Olhamos para ti e lembramo-nos de um músico português, António Variações, do qual podemos afirmar que viveu muito à frente no seu tempo, acreditas que muitas vezes podes ser incompreendido?
Penso que o artista opta pela arte justamente por ser um lugar de liberdade. Escolhe esta zona de expressão por saber que ela é companheira inseparável e nos acalma, na medida em que vamos relatando, de forma não comprometida com fatores externos, as experiências vividas, de forma intuitiva, a relação com o além-aqui. Não penso muito sobre isso, talvez porque tanto não busco compreensão, como não faço comprometido com o sentido. Busco mais uma relação de entrega dos receptores presentes no momento em que se dá a experiência sonora. Sinto que a música possibilita essa entrega para qualquer ser que esteja disposto, o difícil, é encontrar essa disposição em tempos de tamanha liquidez, avidez por consumo e pressa, este é o grande desafio dos operários da Arte, pra mim, hoje. A música, pelo som, independe da palavra e pela palavra independe do som. Busco fazer uma canção que não cesse perspectivas, nem busque determinar entendimentos e/ou congelar pontos de vista. Ao contrário, penso a canção como um objeto com autoridade de sujeito, com vida própria; palavra (que já é música) e som, gerando uma terceira coisa, que pode ou não ser canção, mas será sempre uma terceira coisa, como filha do amor entre o som e a palavra. Se essa terceira coisa for capaz de contribuir para que algo seja alterado na pessoa que a receber, a experiência já foi válida, já foi útil, pois cumpriu com a principal de suas incumbências. Portanto faço uma música que auxilie na abertura dos canais, das vias de percepção e principalmente, que seja capaz de contribuir para o orgasmo do organismo.

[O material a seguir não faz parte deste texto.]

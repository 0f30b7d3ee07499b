//! Feature extraction and z-score normalization.

use crate::data::Dataset;
use crate::error::{DoraError, Result};
use crate::utils::stats::{summarize, ColumnStatistics};
use ndarray::{concatenate, Array1, Array2, ArrayView2, Axis};
use serde::{Deserialize, Serialize};

/// Standard deviations at or below this are treated as zero variance.
pub const ZERO_VARIANCE_STD: f64 = 1e-12;

/// Ordered list of feature blocks. The feature matrix is the column-wise
/// concatenation of the blocks in this order.
#[derive(Debug, Clone, Serialize, Deserialize)]
#[serde(transparent)]
pub struct FeatureRecipe(pub Vec<FeatureSpec>);

/// One block of columns derived from a dataset field.
#[derive(Debug, Clone, Serialize, Deserialize)]
#[serde(tag = "type", rename_all = "snake_case", deny_unknown_fields)]
pub enum FeatureSpec {
    /// The field's values verbatim.
    Raw { field: String },
    /// Mean, std, min and max of each sample's values.
    Summary { field: String },
    /// Fraction of each sample's values per equal-width bin over `[min, max]`.
    Histogram {
        field: String,
        bins: usize,
        min: f64,
        max: f64,
    },
}

impl FeatureSpec {
    pub fn field(&self) -> &str {
        match self {
            FeatureSpec::Raw { field }
            | FeatureSpec::Summary { field }
            | FeatureSpec::Histogram { field, .. } => field,
        }
    }

    fn extract(&self, values: ArrayView2<'_, f64>) -> Result<Array2<f64>> {
        match self {
            FeatureSpec::Raw { .. } => Ok(values.to_owned()),
            FeatureSpec::Summary { .. } => {
                let mut out = Array2::zeros((values.nrows(), 4));
                for (row, mut target) in values.axis_iter(Axis(0)).zip(out.axis_iter_mut(Axis(0))) {
                    let row = row.to_vec();
                    target.assign(&Array1::from(summarize(&row).to_vec()));
                }
                Ok(out)
            }
            FeatureSpec::Histogram {
                field,
                bins,
                min,
                max,
            } => {
                if *bins == 0 || !(max > min) {
                    return Err(DoraError::feature(format!(
                        "histogram on '{field}' needs bins >= 1 and max > min"
                    )));
                }
                let width = (max - min) / *bins as f64;
                let mut out = Array2::zeros((values.nrows(), *bins));
                for (row, mut target) in values.axis_iter(Axis(0)).zip(out.axis_iter_mut(Axis(0))) {
                    if row.is_empty() {
                        continue;
                    }
                    for &value in row.iter() {
                        if value < *min || value > *max {
                            continue;
                        }
                        let bin = (((value - min) / width) as usize).min(bins - 1);
                        target[bin] += 1.0;
                    }
                    target /= row.len() as f64;
                }
                Ok(out)
            }
        }
    }
}

/// Build the feature matrix of `dataset`. Row `i` is sample `i`.
pub fn extract_feature(dataset: &Dataset, recipe: &FeatureRecipe) -> Result<Array2<f64>> {
    if recipe.0.is_empty() {
        return Err(DoraError::feature("feature recipe is empty"));
    }

    let mut blocks = Vec::with_capacity(recipe.0.len());
    for spec in &recipe.0 {
        let values = dataset.field(spec.field()).ok_or_else(|| {
            DoraError::feature(format!(
                "recipe references unknown field '{}'; available: {}",
                spec.field(),
                dataset.field_names().collect::<Vec<_>>().join(", ")
            ))
        })?;
        blocks.push(spec.extract(values)?);
    }

    let views: Vec<ArrayView2<'_, f64>> = blocks.iter().map(|b| b.view()).collect();
    concatenate(Axis(1), &views).map_err(|e| DoraError::feature(e.to_string()))
}

/// Per-feature shift and scale learned from the fit set.
#[derive(Debug, Clone)]
pub struct ZScore {
    pub mean: Array1<f64>,
    pub scale: Array1<f64>,
}

impl ZScore {
    /// Statistics of `fit` only. Zero-variance features get scale 1, so they
    /// are centered but not scaled.
    pub fn fit(fit: ArrayView2<'_, f64>) -> Self {
        let stats = ColumnStatistics::from_rows(fit);
        let scale = stats
            .std
            .mapv(|s| if s <= ZERO_VARIANCE_STD { 1.0 } else { s });
        ZScore {
            mean: stats.mean,
            scale,
        }
    }

    pub fn transform(&self, xs: ArrayView2<'_, f64>) -> Array2<f64> {
        (&xs - &self.mean.view().insert_axis(Axis(0))) / &self.scale.view().insert_axis(Axis(0))
    }
}

/// Standardize both matrices with statistics of `fit` alone.
pub fn z_score_normalize(
    fit: ArrayView2<'_, f64>,
    score: ArrayView2<'_, f64>,
) -> Result<(Array2<f64>, Array2<f64>)> {
    if fit.ncols() != score.ncols() {
        return Err(DoraError::feature(format!(
            "fit matrix has {} features but score matrix has {}",
            fit.ncols(),
            score.ncols()
        )));
    }
    let zscore = ZScore::fit(fit);
    Ok((zscore.transform(fit), zscore.transform(score)))
}
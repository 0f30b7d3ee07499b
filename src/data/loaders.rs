//! Built-in data loaders.

use crate::config::{parse_params, Params};
use crate::data::dataset::{Dataset, ID_FIELD};
use crate::error::{DoraError, Result};
use ndarray::Array2;
use serde::Deserialize;
use std::collections::BTreeMap;
use std::path::Path;

/// Loads one fit or score set from disk.
pub trait DataLoader: Send + Sync {
    fn name(&self) -> &'static str;

    /// Check loader parameters without touching the filesystem.
    fn validate_params(&self, params: &Params) -> Result<()>;

    /// Load `path`. The returned dataset has an id per sample and every field
    /// has the same sample count.
    fn load(&self, path: &Path, params: &Params) -> Result<Dataset>;
}

/// Name of the field holding every numeric column of a feature-vector file.
pub const DATA_FIELD: &str = "data";

#[derive(Debug, Clone, Deserialize)]
#[serde(deny_unknown_fields)]
struct FeatureVectorParams {
    #[serde(default = "default_delimiter")]
    delimiter: char,
    #[serde(default = "default_has_header")]
    has_header: bool,
    #[serde(default)]
    id_column: Option<String>,
}

fn default_delimiter() -> char {
    ','
}

fn default_has_header() -> bool {
    true
}

/// Delimited text, one sample per line.
pub struct FeatureVectorLoader;

impl FeatureVectorLoader {
    pub const NAME: &'static str = "featurevector";

    fn params(&self, params: &Params) -> Result<FeatureVectorParams> {
        let parsed: FeatureVectorParams =
            parse_params(&format!("data loader {}", Self::NAME), params)?;
        if parsed.id_column.is_some() && !parsed.has_header {
            return Err(DoraError::config(
                "data loader featurevector: id_column requires has_header",
            ));
        }
        Ok(parsed)
    }
}

impl DataLoader for FeatureVectorLoader {
    fn name(&self) -> &'static str {
        Self::NAME
    }

    fn validate_params(&self, params: &Params) -> Result<()> {
        self.params(params).map(|_| ())
    }

    fn load(&self, path: &Path, params: &Params) -> Result<Dataset> {
        let params = self.params(params)?;
        let content = std::fs::read_to_string(path)
            .map_err(|e| DoraError::data_load(path, e.to_string()))?;

        let mut lines = content
            .lines()
            .enumerate()
            .map(|(i, line)| (i + 1, line.trim()))
            .filter(|(_, line)| !line.is_empty() && !line.starts_with('#'));

        let split = |line: &str| -> Vec<String> {
            line.split(params.delimiter)
                .map(|cell| cell.trim().to_string())
                .collect()
        };

        let header: Option<Vec<String>> = if params.has_header {
            match lines.next() {
                Some((_, line)) => Some(split(line)),
                None => return Err(DoraError::data_load(path, "file has no header line")),
            }
        } else {
            None
        };

        let id_index = match (&params.id_column, &header) {
            (Some(column), Some(header)) => Some(
                header
                    .iter()
                    .position(|h| h == column)
                    .ok_or_else(|| {
                        DoraError::data_load(path, format!("id column '{column}' not in header"))
                    })?,
            ),
            _ => None,
        };

        let mut ids = Vec::new();
        let mut rows: Vec<Vec<f64>> = Vec::new();
        let mut width: Option<usize> = header.as_ref().map(Vec::len);

        for (line_no, line) in lines {
            let cells = split(line);
            match width {
                Some(w) if w != cells.len() => {
                    return Err(DoraError::data_load(
                        path,
                        format!("line {line_no}: expected {w} columns, found {}", cells.len()),
                    ))
                }
                None => width = Some(cells.len()),
                _ => {}
            }

            let mut row = Vec::with_capacity(cells.len());
            for (col, cell) in cells.iter().enumerate() {
                if Some(col) == id_index {
                    ids.push(cell.clone());
                    continue;
                }
                let value: f64 = cell.parse().map_err(|_| {
                    DoraError::data_load(path, format!("line {line_no}: '{cell}' is not a number"))
                })?;
                if !value.is_finite() {
                    return Err(DoraError::data_load(
                        path,
                        format!("line {line_no}: '{cell}' is not a finite number"),
                    ));
                }
                row.push(value);
            }
            if id_index.is_none() {
                ids.push(rows.len().to_string());
            }
            rows.push(row);
        }

        let width = width.unwrap_or(0);
        let names: Vec<String> = match header {
            Some(header) => header
                .into_iter()
                .enumerate()
                .filter(|(col, _)| Some(*col) != id_index)
                .map(|(_, name)| name)
                .collect(),
            None => (0..width).map(|col| format!("col{col}")).collect(),
        };
        if let Some(bad) = names.iter().find(|n| *n == DATA_FIELD || *n == ID_FIELD) {
            return Err(DoraError::data_load(
                path,
                format!("column name '{bad}' is reserved"),
            ));
        }

        let n_rows = rows.len();
        let n_cols = names.len();
        let data = Array2::from_shape_vec((n_rows, n_cols), rows.into_iter().flatten().collect())
            .map_err(|e| DoraError::data_load(path, e.to_string()))?;

        let mut dataset = Dataset::new(ids);
        for (col, name) in names.iter().enumerate() {
            let column = data.column(col).to_owned().insert_axis(ndarray::Axis(1));
            dataset
                .insert_field(name.clone(), column)
                .map_err(|e| DoraError::data_load(path, e.to_string()))?;
        }
        dataset
            .insert_field(DATA_FIELD, data)
            .map_err(|e| DoraError::data_load(path, e.to_string()))?;
        Ok(dataset)
    }
}

#[derive(Debug, Deserialize)]
#[serde(deny_unknown_fields)]
struct JsonParams {}

#[derive(Debug, Deserialize)]
#[serde(deny_unknown_fields)]
struct JsonDataset {
    id: Vec<JsonId>,
    #[serde(default)]
    fields: BTreeMap<String, Vec<JsonSample>>,
}

#[derive(Debug, Deserialize)]
#[serde(untagged)]
enum JsonId {
    Text(String),
    Number(serde_json::Number),
}

impl JsonId {
    fn into_string(self) -> String {
        match self {
            JsonId::Text(text) => text,
            JsonId::Number(number) => number.to_string(),
        }
    }
}

#[derive(Debug, Deserialize)]
#[serde(untagged)]
enum JsonSample {
    Scalar(f64),
    Vector(Vec<f64>),
}

impl JsonSample {
    fn values(&self) -> &[f64] {
        match self {
            JsonSample::Scalar(value) => std::slice::from_ref(value),
            JsonSample::Vector(values) => values,
        }
    }
}

/// `{"id": [...], "fields": {"name": [sample, ...]}}` documents.
pub struct JsonLoader;

impl JsonLoader {
    pub const NAME: &'static str = "json";
}

impl DataLoader for JsonLoader {
    fn name(&self) -> &'static str {
        Self::NAME
    }

    fn validate_params(&self, params: &Params) -> Result<()> {
        parse_params::<JsonParams>(&format!("data loader {}", Self::NAME), params).map(|_| ())
    }

    fn load(&self, path: &Path, params: &Params) -> Result<Dataset> {
        self.validate_params(params)?;
        let content = std::fs::read_to_string(path)
            .map_err(|e| DoraError::data_load(path, e.to_string()))?;
        let document: JsonDataset = serde_json::from_str(&content)
            .map_err(|e| DoraError::data_load(path, e.to_string()))?;

        let ids: Vec<String> = document.id.into_iter().map(JsonId::into_string).collect();
        let mut dataset = Dataset::new(ids);
        for (name, samples) in document.fields {
            let width = samples.first().map(|s| s.values().len()).unwrap_or(0);
            let mut flat = Vec::with_capacity(samples.len() * width);
            for (index, sample) in samples.iter().enumerate() {
                if sample.values().len() != width {
                    return Err(DoraError::data_load(
                        path,
                        format!(
                            "field '{name}' sample {index} has {} values, expected {width}",
                            sample.values().len()
                        ),
                    ));
                }
                if let Some(value) = sample.values().iter().find(|v| !v.is_finite()) {
                    return Err(DoraError::data_load(
                        path,
                        format!("field '{name}' sample {index}: {value} is not a finite number"),
                    ));
                }
                flat.extend_from_slice(sample.values());
            }
            let values = Array2::from_shape_vec((samples.len(), width), flat)
                .map_err(|e| DoraError::data_load(path, e.to_string()))?;
            dataset
                .insert_field(name, values)
                .map_err(|e| DoraError::data_load(path, e.to_string()))?;
        }
        Ok(dataset)
    }
}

Segundo sabemos preparas um disco novo para o próximo ano, já podes antecipar algo, sobre o que podemos esperar?
Vamos lançar um álbum novo, em julho, ao que tudo indica se chamará “a Utopia Tupi”. Mas antes, em abril, vamos lançar um EP, “Congregação Amonus”, cujas canções permeiam o universo do Carnaval. Dia 4 de março vamos lançar o clipe de uma das canções do EP, chamada, “Acabou o carnaval”, composta por mim e por meu amado pai.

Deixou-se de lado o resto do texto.